Extracted data entries:
___

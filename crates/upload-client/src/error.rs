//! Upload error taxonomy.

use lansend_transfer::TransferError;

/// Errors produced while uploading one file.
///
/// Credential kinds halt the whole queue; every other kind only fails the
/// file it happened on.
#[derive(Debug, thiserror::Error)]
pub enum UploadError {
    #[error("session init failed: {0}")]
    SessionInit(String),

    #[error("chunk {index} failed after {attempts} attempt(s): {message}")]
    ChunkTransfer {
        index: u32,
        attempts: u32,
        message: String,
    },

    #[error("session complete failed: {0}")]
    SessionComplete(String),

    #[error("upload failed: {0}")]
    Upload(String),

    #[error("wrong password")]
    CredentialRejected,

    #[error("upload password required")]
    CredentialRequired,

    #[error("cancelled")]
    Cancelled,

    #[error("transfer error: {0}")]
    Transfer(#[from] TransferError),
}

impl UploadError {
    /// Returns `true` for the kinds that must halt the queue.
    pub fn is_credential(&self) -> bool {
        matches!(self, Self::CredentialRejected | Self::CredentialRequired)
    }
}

___

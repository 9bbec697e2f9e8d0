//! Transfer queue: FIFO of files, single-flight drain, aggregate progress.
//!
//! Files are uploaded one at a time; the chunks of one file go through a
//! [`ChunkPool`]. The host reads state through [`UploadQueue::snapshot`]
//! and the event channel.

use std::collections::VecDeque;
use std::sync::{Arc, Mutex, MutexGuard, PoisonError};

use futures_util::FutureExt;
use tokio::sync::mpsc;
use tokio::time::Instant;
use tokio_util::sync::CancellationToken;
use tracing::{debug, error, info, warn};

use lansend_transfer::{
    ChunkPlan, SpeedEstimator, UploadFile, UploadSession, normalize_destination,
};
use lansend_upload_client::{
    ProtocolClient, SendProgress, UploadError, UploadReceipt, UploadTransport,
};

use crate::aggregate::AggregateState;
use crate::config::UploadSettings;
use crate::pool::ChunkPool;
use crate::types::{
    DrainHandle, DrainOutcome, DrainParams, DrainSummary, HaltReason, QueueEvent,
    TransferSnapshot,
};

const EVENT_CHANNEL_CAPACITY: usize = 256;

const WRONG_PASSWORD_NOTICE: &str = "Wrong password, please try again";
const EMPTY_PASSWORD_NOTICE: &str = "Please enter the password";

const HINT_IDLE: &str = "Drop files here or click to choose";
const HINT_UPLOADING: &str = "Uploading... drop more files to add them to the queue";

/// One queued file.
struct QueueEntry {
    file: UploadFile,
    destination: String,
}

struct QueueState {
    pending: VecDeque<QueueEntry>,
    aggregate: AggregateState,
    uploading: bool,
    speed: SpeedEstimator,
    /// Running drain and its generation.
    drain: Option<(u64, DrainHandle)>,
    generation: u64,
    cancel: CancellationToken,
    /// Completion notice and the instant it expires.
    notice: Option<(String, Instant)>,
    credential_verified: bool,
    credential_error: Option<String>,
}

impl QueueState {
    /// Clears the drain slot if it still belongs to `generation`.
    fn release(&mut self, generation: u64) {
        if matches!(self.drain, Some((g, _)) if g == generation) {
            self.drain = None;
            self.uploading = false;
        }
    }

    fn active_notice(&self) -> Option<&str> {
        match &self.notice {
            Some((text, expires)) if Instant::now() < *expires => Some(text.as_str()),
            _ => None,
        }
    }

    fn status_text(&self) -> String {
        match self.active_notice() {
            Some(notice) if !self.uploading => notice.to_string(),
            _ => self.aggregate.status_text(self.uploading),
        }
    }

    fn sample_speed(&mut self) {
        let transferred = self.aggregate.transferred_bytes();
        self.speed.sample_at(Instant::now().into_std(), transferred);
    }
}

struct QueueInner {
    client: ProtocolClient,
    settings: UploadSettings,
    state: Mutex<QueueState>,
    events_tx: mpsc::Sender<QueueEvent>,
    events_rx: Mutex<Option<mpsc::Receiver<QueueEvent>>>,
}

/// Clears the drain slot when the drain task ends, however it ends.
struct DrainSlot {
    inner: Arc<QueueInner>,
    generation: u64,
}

___

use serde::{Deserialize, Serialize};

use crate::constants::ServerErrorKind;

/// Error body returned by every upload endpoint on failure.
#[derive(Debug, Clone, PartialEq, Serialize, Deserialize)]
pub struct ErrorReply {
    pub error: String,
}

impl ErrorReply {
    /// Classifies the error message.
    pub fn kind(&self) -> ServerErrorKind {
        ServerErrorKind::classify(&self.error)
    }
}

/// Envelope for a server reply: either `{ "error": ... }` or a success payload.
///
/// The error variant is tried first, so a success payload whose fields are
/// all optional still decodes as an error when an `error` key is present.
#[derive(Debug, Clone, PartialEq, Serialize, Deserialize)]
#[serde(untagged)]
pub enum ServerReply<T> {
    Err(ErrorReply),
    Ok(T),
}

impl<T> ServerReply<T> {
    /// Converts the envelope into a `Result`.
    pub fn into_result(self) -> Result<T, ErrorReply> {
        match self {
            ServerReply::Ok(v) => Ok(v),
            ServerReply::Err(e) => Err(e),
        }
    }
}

___

Copy all lines above containing the string "sync".

» **Answer space**:
use std::sync::{Arc, Mutex, MutexGuard, PoisonError};
use tokio::sync::mpsc;
use tokio_util::sync::CancellationToken;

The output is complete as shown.